Records supplied:

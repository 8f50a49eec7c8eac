//! Positional storage behind the composer.
//!
//! The table is a tree: each group owns the slots its body produced, in call
//! order. Child groups are matched by key at or after the cursor, so a keyed
//! child that moves (or whose earlier sibling disappears) keeps its state.

use std::any::Any;
use std::cell::RefCell;
use std::rc::Rc;

use crate::owned::Owned;
use crate::scope::RecomposeScope;
use crate::Key;

pub(crate) type GroupRef = Rc<RefCell<GroupData>>;

pub(crate) struct GroupData {
    key: Key,
    slots: Vec<Slot>,
    scope: Option<RecomposeScope>,
}

impl GroupData {
    fn new(key: Key) -> Self {
        Self {
            key,
            slots: Vec::new(),
            scope: None,
        }
    }

    pub(crate) fn scope(&self) -> Option<RecomposeScope> {
        self.scope.clone()
    }

    pub(crate) fn set_scope(&mut self, scope: RecomposeScope) {
        self.scope = Some(scope);
    }
}

pub(crate) enum Slot {
    Group(GroupRef),
    Value(Box<dyn Any>),
}

impl Slot {
    /// Deactivate every restartable scope below this slot so nothing queued
    /// for it runs after it left the composition.
    pub(crate) fn deactivate(&self) {
        if let Slot::Group(group) = self {
            let group = group.borrow();
            if let Some(scope) = &group.scope {
                scope.deactivate();
            }
            for slot in &group.slots {
                slot.deactivate();
            }
        }
    }
}

struct Frame {
    group: GroupRef,
    cursor: usize,
}

/// Slot storage for one composition.
pub struct SlotTable {
    root: GroupRef,
}

impl Default for SlotTable {
    fn default() -> Self {
        Self::new()
    }
}

impl SlotTable {
    pub fn new() -> Self {
        Self {
            root: Rc::new(RefCell::new(GroupData::new(0))),
        }
    }

    pub(crate) fn root(&self) -> GroupRef {
        Rc::clone(&self.root)
    }

    /// Number of slots directly under the root group.
    pub fn root_len(&self) -> usize {
        self.root.borrow().slots.len()
    }
}

/// Cursor over a [`SlotTable`] for a single pass. Slots dropped from the
/// table are collected in `discarded` instead of being dropped in place.
pub(crate) struct SlotWriter {
    frames: Vec<Frame>,
    discarded: Vec<Slot>,
}

impl SlotWriter {
    pub(crate) fn new(group: GroupRef) -> Self {
        Self {
            frames: vec![Frame { group, cursor: 0 }],
            discarded: Vec::new(),
        }
    }

    pub(crate) fn depth(&self) -> usize {
        self.frames.len()
    }

    pub(crate) fn start_group(&mut self, key: Key) -> GroupRef {
        let Some(frame) = self.frames.last_mut() else {
            let group = Rc::new(RefCell::new(GroupData::new(key)));
            self.frames.push(Frame {
                group: Rc::clone(&group),
                cursor: 0,
            });
            return group;
        };
        let cursor = frame.cursor;
        let group = {
            let mut parent = frame.group.borrow_mut();
            let found = parent.slots[cursor..].iter().position(|slot| match slot {
                Slot::Group(group) => group.borrow().key == key,
                Slot::Value(_) => false,
            });
            match found {
                Some(offset) => {
                    if offset > 0 {
                        let slot = parent.slots.remove(cursor + offset);
                        parent.slots.insert(cursor, slot);
                    }
                    match &parent.slots[cursor] {
                        Slot::Group(group) => Rc::clone(group),
                        Slot::Value(_) => unreachable!("matched slot is a group"),
                    }
                }
                None => {
                    let group = Rc::new(RefCell::new(GroupData::new(key)));
                    parent.slots.insert(cursor, Slot::Group(Rc::clone(&group)));
                    group
                }
            }
        };
        frame.cursor += 1;
        self.frames.push(Frame {
            group: Rc::clone(&group),
            cursor: 0,
        });
        group
    }

    pub(crate) fn end_group(&mut self) {
        if let Some(frame) = self.frames.pop() {
            let removed = {
                let mut group = frame.group.borrow_mut();
                let cursor = frame.cursor.min(group.slots.len());
                group.slots.split_off(cursor)
            };
            self.discard(removed);
        }
    }

    /// Look up the remembered value at the cursor and advance past it. When
    /// nothing reusable is there the caller initialises the value outside of
    /// any borrow and stores it with [`fill`](Self::fill).
    pub(crate) fn remember_slot<T: 'static>(&mut self) -> RememberSlot<T> {
        let Some(frame) = self.frames.last_mut() else {
            return RememberSlot::Detached;
        };
        let index = frame.cursor;
        frame.cursor += 1;
        let group = frame.group.borrow();
        match group.slots.get(index) {
            Some(Slot::Value(value)) => match value.downcast_ref::<Owned<T>>() {
                Some(owned) => RememberSlot::Existing(owned.clone()),
                None => RememberSlot::Vacant(PendingSlot {
                    group: Rc::clone(&frame.group),
                    index,
                    replace: true,
                }),
            },
            _ => RememberSlot::Vacant(PendingSlot {
                group: Rc::clone(&frame.group),
                index,
                replace: false,
            }),
        }
    }

    pub(crate) fn fill<T: 'static>(&mut self, pending: PendingSlot, owned: &Owned<T>) {
        let PendingSlot {
            group,
            index,
            replace,
        } = pending;
        let slot = Slot::Value(Box::new(owned.clone()));
        let previous = {
            let mut group = group.borrow_mut();
            if replace && index < group.slots.len() {
                // Same position, different type: replace just this slot.
                Some(std::mem::replace(&mut group.slots[index], slot))
            } else {
                let index = index.min(group.slots.len());
                group.slots.insert(index, slot);
                None
            }
        };
        if let Some(previous) = previous {
            self.discard(vec![previous]);
        }
    }

    fn discard(&mut self, slots: Vec<Slot>) {
        for slot in &slots {
            slot.deactivate();
        }
        self.discarded.extend(slots);
    }

    pub(crate) fn take_discarded(&mut self) -> Vec<Slot> {
        std::mem::take(&mut self.discarded)
    }
}

pub(crate) enum RememberSlot<T> {
    Existing(Owned<T>),
    Vacant(PendingSlot),
    /// No group is open; the value lives only for this call.
    Detached,
}

pub(crate) struct PendingSlot {
    group: GroupRef,
    index: usize,
    replace: bool,
}
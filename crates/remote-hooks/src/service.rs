use std::cell::Cell;
use std::fmt;
use std::rc::{Rc, Weak};

use indexmap::IndexMap;
use remote_hooks_runtime::{mutableStateOf, MutableState};

use crate::args::{ArgChannel, ArgListener, ArgListenerHandle};
use crate::hook::{HookResolver, RemoteHook};
use crate::registry::{ConsumerId, HookState, Notify, RegistryStore, StatePatch};
use crate::value::HookArgs;

struct RemoteHooksInner {
    resolver: Rc<dyn HookResolver>,
    registry: RegistryStore,
    args: ArgChannel,
    available: MutableState<IndexMap<ConsumerId, RemoteHook>>,
}

/// The operations a provider hands to its descendants.
///
/// Owns the registry store and argument channel, and the set of loaded hooks
/// as observable state so the provider re-renders its execution units when
/// it changes. [`RemoteHooks::detached`] is the inert service seen outside
/// any provider: every write is dropped and every read is empty.
#[derive(Clone, Default)]
pub struct RemoteHooks {
    inner: Option<Rc<RemoteHooksInner>>,
}

/// Entry counts across the three stores.
#[derive(Debug, Clone, Copy, Default, PartialEq, Eq)]
pub struct LiveCounts {
    pub registry: usize,
    pub args: usize,
    pub available: usize,
}

impl LiveCounts {
    pub fn is_zero(&self) -> bool {
        *self == LiveCounts::default()
    }
}

impl RemoteHooks {
    /// Build a service resolving through `resolver`. Inside composition the
    /// set of loaded hooks is bound to the current runtime.
    pub fn new(resolver: Rc<dyn HookResolver>) -> Self {
        Self {
            inner: Some(Rc::new(RemoteHooksInner {
                resolver,
                registry: RegistryStore::new(),
                args: ArgChannel::new(),
                available: mutableStateOf(IndexMap::new()),
            })),
        }
    }

    pub fn detached() -> Self {
        Self { inner: None }
    }

    pub fn is_detached(&self) -> bool {
        self.inner.is_none()
    }

    pub fn ptr_eq(&self, other: &RemoteHooks) -> bool {
        match (&self.inner, &other.inner) {
            (Some(a), Some(b)) => Rc::ptr_eq(a, b),
            (None, None) => true,
            _ => false,
        }
    }

    pub fn resolver(&self) -> Option<Rc<dyn HookResolver>> {
        self.inner.as_ref().map(|inner| Rc::clone(&inner.resolver))
    }

    /// Create a registry entry under a fresh id. `notify` is the only way the
    /// service re-renders the consumer.
    pub fn subscribe(&self, notify: Notify) -> Subscription {
        let Some(inner) = &self.inner else {
            return Subscription::detached();
        };
        let id = inner.registry.subscribe(notify);
        log::debug!("remote hook consumer {id} subscribed");
        Subscription {
            id,
            service: Rc::downgrade(inner),
            active: Cell::new(true),
        }
    }

    pub fn update_state(&self, id: ConsumerId, patch: StatePatch) {
        if let Some(inner) = &self.inner {
            if !inner.registry.update_state(id, patch) {
                log::trace!("dropped state update for unknown consumer {id}");
            }
        }
    }

    pub fn get_state(&self, id: ConsumerId) -> Option<HookState> {
        self.inner
            .as_ref()
            .and_then(|inner| inner.registry.get_state(id))
    }

    /// Make `hook` available for `id`, mounting its execution unit. Ignored
    /// when the consumer already unsubscribed.
    pub fn register_hook(&self, id: ConsumerId, hook: RemoteHook) {
        let Some(inner) = &self.inner else {
            return;
        };
        if !inner.registry.contains(id) {
            log::debug!("not registering hook for unsubscribed consumer {id}");
            return;
        }
        let unchanged = inner
            .available
            .with_untracked(|hooks| hooks.get(&id).is_some_and(|known| known.ptr_eq(&hook)));
        if unchanged {
            return;
        }
        log::debug!("registered remote hook for consumer {id}");
        inner.available.update(|hooks| {
            hooks.insert(id, hook);
        });
    }

    pub fn update_args(&self, id: ConsumerId, args: HookArgs) {
        let Some(inner) = &self.inner else {
            return;
        };
        if !inner.registry.contains(id) {
            log::trace!("dropped args for unknown consumer {id}");
            return;
        }
        inner.args.update_args(id, args);
    }

    pub fn subscribe_to_args(&self, id: ConsumerId, listener: ArgListener) -> ArgListenerHandle {
        match &self.inner {
            Some(inner) if inner.registry.contains(id) => {
                inner.args.subscribe_to_args(id, listener)
            }
            _ => ArgListenerHandle::detached(),
        }
    }

    /// Loaded hooks in registration order. Read inside a restartable group,
    /// this subscribes the group to later registrations and removals.
    pub fn available_hooks(&self) -> Vec<(ConsumerId, RemoteHook)> {
        self.inner.as_ref().map_or_else(Vec::new, |inner| {
            inner.available.with(|hooks| {
                hooks
                    .iter()
                    .map(|(id, hook)| (*id, hook.clone()))
                    .collect()
            })
        })
    }

    pub fn live_counts(&self) -> LiveCounts {
        self.inner
            .as_ref()
            .map_or_else(LiveCounts::default, |inner| LiveCounts {
                registry: inner.registry.len(),
                args: inner.args.len(),
                available: inner.available.with_untracked(IndexMap::len),
            })
    }
}

impl RemoteHooksInner {
    fn unsubscribe(&self, id: ConsumerId) {
        self.registry.remove(id);
        self.args.remove(id);
        let mounted = self.available.with_untracked(|hooks| hooks.contains_key(&id));
        if mounted {
            self.available.update(|hooks| {
                hooks.shift_remove(&id);
            });
        }
        log::debug!("remote hook consumer {id} unsubscribed");
    }
}

impl fmt::Debug for RemoteHooks {
    fn fmt(&self, f: &mut fmt::Formatter<'_>) -> fmt::Result {
        match &self.inner {
            Some(_) => f
                .debug_struct("RemoteHooks")
                .field("live", &self.live_counts())
                .finish(),
            None => f.write_str("RemoteHooks(detached)"),
        }
    }
}

/// Result of [`RemoteHooks::subscribe`].
pub struct Subscription {
    id: ConsumerId,
    service: Weak<RemoteHooksInner>,
    active: Cell<bool>,
}

impl Subscription {
    fn detached() -> Self {
        Self {
            id: ConsumerId::empty(),
            service: Weak::new(),
            active: Cell::new(false),
        }
    }

    pub fn id(&self) -> ConsumerId {
        self.id
    }

    /// Remove the registry entry, the loaded hook (unmounting its execution
    /// unit) and the argument subscription. Safe to call more than once.
    pub fn unsubscribe(&self) {
        if !self.active.replace(false) {
            return;
        }
        if let Some(service) = self.service.upgrade() {
            service.unsubscribe(self.id);
        }
    }
}

#[cfg(test)]
mod tests {
    use super::*;
    use crate::hook::StaticResolver;
    use crate::value::Value;
    use std::cell::RefCell;

    fn service() -> RemoteHooks {
        RemoteHooks::new(Rc::new(StaticResolver::new()))
    }

    fn noop() -> Notify {
        Rc::new(|| {})
    }

    #[test]
    fn unsubscribe_clears_every_store() {
        let hooks = service();
        assert!(hooks.live_counts().is_zero());

        let subscription = hooks.subscribe(noop());
        let id = subscription.id();
        hooks.update_args(id, vec![Value::from(1)]);
        hooks.register_hook(id, RemoteHook::new(|_| Value::Null));
        assert_eq!(
            hooks.live_counts(),
            LiveCounts {
                registry: 1,
                args: 1,
                available: 1
            }
        );

        subscription.unsubscribe();
        subscription.unsubscribe();
        assert!(hooks.live_counts().is_zero());
    }

    #[test]
    fn stale_ids_never_create_entries() {
        let hooks = service();
        let subscription = hooks.subscribe(noop());
        let id = subscription.id();
        subscription.unsubscribe();

        hooks.update_state(id, StatePatch::new().loading(false));
        hooks.update_args(id, vec![Value::from(1)]);
        hooks.register_hook(id, RemoteHook::new(|_| Value::Null));
        let handle = hooks.subscribe_to_args(id, Rc::new(|_: &[Value]| Ok(())));
        assert!(!handle.is_active());
        assert!(hooks.live_counts().is_zero());
        assert_eq!(hooks.get_state(id), None);
    }

    #[test]
    fn detached_service_is_inert() {
        let hooks = RemoteHooks::detached();
        let notified = Rc::new(Cell::new(false));
        let subscription = {
            let notified = Rc::clone(&notified);
            hooks.subscribe(Rc::new(move || notified.set(true)))
        };
        assert!(subscription.id().is_empty());
        hooks.update_state(subscription.id(), StatePatch::new().loading(false));
        assert_eq!(hooks.get_state(subscription.id()), None);
        assert!(hooks.available_hooks().is_empty());
        assert!(hooks.resolver().is_none());
        assert!(!notified.get());
        subscription.unsubscribe();
    }

    #[test]
    fn consumers_are_isolated_from_each_other() {
        let hooks = service();
        let a = hooks.subscribe(noop());
        let b = hooks.subscribe(noop());
        let received: Rc<RefCell<Vec<HookArgs>>> = Rc::default();
        let _handle = {
            let received = Rc::clone(&received);
            hooks.subscribe_to_args(
                a.id(),
                Rc::new(move |args: &[Value]| {
                    received.borrow_mut().push(args.to_vec());
                    Ok(())
                }),
            )
        };

        hooks.update_args(b.id(), vec![Value::from("for b")]);
        hooks.update_state(b.id(), StatePatch::new().hook_result(Value::from(2)));
        assert!(received.borrow().is_empty());
        assert_eq!(
            hooks.get_state(a.id()).and_then(|state| state.hook_result),
            None
        );

        hooks.update_args(a.id(), vec![Value::from("for a")]);
        assert_eq!(*received.borrow(), vec![vec![Value::from("for a")]]);
    }

    #[test]
    fn re_registering_the_same_hook_keeps_order() {
        let hooks = service();
        let a = hooks.subscribe(noop());
        let b = hooks.subscribe(noop());
        let hook_a = RemoteHook::new(|_| Value::from(1));
        hooks.register_hook(a.id(), hook_a.clone());
        hooks.register_hook(b.id(), RemoteHook::new(|_| Value::from(2)));
        hooks.register_hook(a.id(), hook_a);

        let ids: Vec<ConsumerId> = hooks.available_hooks().into_iter().map(|(id, _)| id).collect();
        assert_eq!(ids, vec![a.id(), b.id()]);
    }
}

Task instructions: The lines you return should be those above that contain the word "RefCell", every one of them.

Solution to the exercise:
use std::cell::RefCell;
pub(crate) type GroupRef = Rc<RefCell<GroupData>>;
            root: Rc::new(RefCell::new(GroupData::new(0))),
            let group = Rc::new(RefCell::new(GroupData::new(key)));
                    let group = Rc::new(RefCell::new(GroupData::new(key)));
    use std::cell::RefCell;
        let received: Rc<RefCell<Vec<HookArgs>>> = Rc::default();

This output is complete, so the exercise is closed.